Series convergence

**Lisa91** · January 15th 2013, 12:32 PM

I have two series:
$\sum_{n=13}^{\infty} (-1)^{\left\lfloor \frac{n}{13} \right\rfloor} \frac{lnn}{nln(lnn)}$ . I wanted to 'group' terms but I had a problem with idices.

$\sum_{n=1}^{\infty} (-1)^{n} \frac{2lnn}{(n+1)^{0,5}}$ I tried the Leibniz's, Dirichlet's, Abel's tests but they gave me nothing.
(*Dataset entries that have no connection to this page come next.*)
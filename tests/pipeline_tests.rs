//! Pipeline behaviour through the public library API.
//!
//! These tests drive [`graphrun::pipeline::Pipeline`] with an in-memory
//! runner that records each command, and with the real [`SystemRunner`]
//! against fake executables, checking what users see when a stage fails.

use anyhow::{Context, Result, ensure};
use camino::Utf8PathBuf;
use clap::Parser;
use graphrun::cli::Cli;
use graphrun::config::Config;
use graphrun::error::PipelineError;
use graphrun::log::{ColourMode, Log};
use graphrun::paths::PathSet;
use graphrun::pipeline::{Pipeline, Programs};
use graphrun::process::{CommandLine, ProcessExit, ProcessRunner, SystemRunner};
use std::cell::RefCell;
use std::io;
use test_support::{Workspace, display_error_chain};

/// Records every command and answers with a fixed exit per program name.
#[derive(Default)]
struct RecordingRunner {
    commands: RefCell<Vec<CommandLine>>,
    tsc_code: i32,
    node_code: i32,
}

impl ProcessRunner for RecordingRunner {
    fn run(&self, command: &CommandLine) -> io::Result<ProcessExit> {
        self.commands.borrow_mut().push(command.clone());
        let code = if command.program().as_str() == "tsc" {
            self.tsc_code
        } else {
            self.node_code
        };
        Ok(ProcessExit::from_code(code))
    }
}

fn config(workspace: &Workspace, argv: &[&str]) -> Result<Config> {
    let args = std::iter::once("graphrun").chain(argv.iter().copied());
    let cli = Cli::try_parse_from(args).context("parse cli")?;
    let paths = PathSet::with_root(workspace.path("scripts"), workspace.root().to_path_buf());
    Ok(Config::new(cli, paths))
}

fn execute(
    config: &Config,
    runner: &dyn ProcessRunner,
    programs: Programs,
) -> (Result<(), PipelineError>, String) {
    let log = Log::new(Vec::new(), ColourMode::Plain);
    let result = Pipeline::new(config, &log, runner)
        .with_programs(programs)
        .execute();
    let output = String::from_utf8_lossy(&log.into_inner()).into_owned();
    (result, output)
}

#[test]
fn full_run_invokes_toolchain_then_analyzer() -> Result<()> {
    let workspace = Workspace::new()?;
    workspace.mkdir("build")?;
    let config = config(&workspace, &["-i", "lib/a.ts", "lib/b.ts"])?;
    let runner = RecordingRunner::default();

    let (result, output) = execute(&config, &runner, Programs::default());
    ensure!(result.is_ok(), "pipeline failed: {result:?}");
    ensure!(output.is_empty(), "quiet run printed {output:?}");

    let commands = runner.commands.into_inner();
    let rendered: Vec<String> = commands.iter().map(ToString::to_string).collect();
    let expected = [
        "tsc".to_owned(),
        format!(
            "node {} {} lib/a.ts lib/b.ts",
            workspace.path("build/main.js"),
            workspace.path("out"),
        ),
    ];
    ensure!(rendered == expected, "unexpected commands: {rendered:?}");
    ensure!(workspace.exists("out"), "output directory should be created");
    Ok(())
}

#[test]
fn analyzer_failure_reports_child_exit() -> Result<()> {
    let workspace = Workspace::new()?;
    workspace.mkdir("build")?;
    let config = config(&workspace, &["-n", "-i", "a.ts"])?;
    let runner = RecordingRunner {
        node_code: 9,
        ..RecordingRunner::default()
    };

    let (result, _) = execute(&config, &runner, Programs::default());
    let err = result.err().context("analyzer failure expected")?;
    ensure!(err.exit_code() == 9, "exit code {}", err.exit_code());
    let chain = display_error_chain(&err);
    ensure!(
        chain == "Analyzer failed: node exited with code 9",
        "unexpected chain {chain:?}"
    );
    Ok(())
}

#[test]
fn verbose_clean_reports_each_directory() -> Result<()> {
    let workspace = Workspace::new()?;
    workspace.touch("out/graph.txt")?;
    workspace.touch("build/main.js")?;
    let config = config(&workspace, &["-c", "-n", "-v"])?;
    let runner = RecordingRunner::default();

    let (result, output) = execute(&config, &runner, Programs::default());
    ensure!(result.is_ok(), "pipeline failed: {result:?}");
    let lines: Vec<&str> = output.lines().collect();
    let expected = [
        "INFO: Removing out directory",
        "INFO: Removing build directory",
        "INFO: Skipping build stage",
        "INFO: No samples or inputs were specified",
    ];
    ensure!(lines == expected, "unexpected output {lines:?}");
    ensure!(runner.commands.borrow().is_empty(), "nothing should be spawned");
    Ok(())
}

#[cfg(unix)]
#[test]
fn system_runner_propagates_fake_toolchain_status() -> Result<()> {
    let workspace = Workspace::new()?;
    let tsc = test_support::fake_exit("tsc", 2)?;
    let node = test_support::fake_exit("node", 0)?;
    let config = config(&workspace, &["-i", "a.ts"])?;
    let programs = Programs {
        tsc: tsc.path().to_path_buf(),
        node: node.path().to_path_buf(),
    };

    let (result, _) = execute(&config, &SystemRunner, programs);
    let err = result.err().context("build failure expected")?;
    ensure!(err.exit_code() == 2, "exit code {}", err.exit_code());
    ensure!(
        display_error_chain(&err) == format!("Build failed: {} exited with code 2", tsc.path()),
        "unexpected chain {}",
        display_error_chain(&err)
    );
    ensure!(tsc.recorded_args()? == Some(Vec::new()), "tsc takes no arguments");
    ensure!(node.recorded_args()?.is_none(), "analyzer must not run");
    Ok(())
}

#[cfg(unix)]
#[test]
fn missing_executable_is_a_build_failure() -> Result<()> {
    let workspace = Workspace::new()?;
    let config = config(&workspace, &[])?;
    let programs = Programs {
        tsc: workspace.path("missing/tsc"),
        node: Utf8PathBuf::from("node"),
    };

    let (result, _) = execute(&config, &SystemRunner, programs);
    let err = result.err().context("spawn failure expected")?;
    ensure!(
        matches!(err, PipelineError::BuildFailed { .. }),
        "unexpected error {err:?}"
    );
    ensure!(err.exit_code() == 1, "exit code {}", err.exit_code());
    Ok(())
}
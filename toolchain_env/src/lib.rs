#![forbid(unsafe_code)]

//! Environment variable names shared by graphrun, its tests, and helpers.
//!
//! Each variable replaces the default executable for one external
//! collaborator. Unset variables leave the default program name in place so
//! it is resolved through `PATH`.

/// Environment variable override for the TypeScript compiler used by the
/// build stage.
///
/// # Examples
///
/// ```
/// use toolchain_env::TSC_ENV;
/// assert_eq!(TSC_ENV, "GRAPHRUN_TSC");
/// ```
pub const TSC_ENV: &str = "GRAPHRUN_TSC";

/// Environment variable override for the runtime that executes the analyzer.
pub const NODE_ENV: &str = "GRAPHRUN_NODE";

/// Environment variable that replaces the derived repository root.
pub const ROOT_ENV: &str = "GRAPHRUN_ROOT";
Any hints how to cope with them?

**ILikeSerena** · January 15th 2013, 01:16 PM

Hi Lisa91!

Let's start with the second.

You said you tried Leibniz and that it gave you nothing.
From the formula there's a pretty good match with Leibniz's test, so let's investigate.

Can you find $\lim_{n \to \infty} {2 \ln n \over (n+1)^{0.5}}$ ?

**Lisa91** · January 15th 2013, 01:24 PM

Well, I suppose it's 0 but I'm not so sure I know how to prove it. I wanted to show that the sequence declines but I couldn't finish it.

**ILikeSerena** · January 15th 2013, 01:30 PM

Yes, it is zero.
So if it is also decreasing, we can apply Leibniz.

Let's start with the first criterion.
Are you aware of l'Hôpital's rule?

**SworD** · January 15th 2013, 01:30 PM

The "power" of any log is 0, and the power of the denominator is 0.5, so the ratio will go to 0.

**ILikeSerena** · January 16th 2013, 02:05 PM

I'm guessing that's a no?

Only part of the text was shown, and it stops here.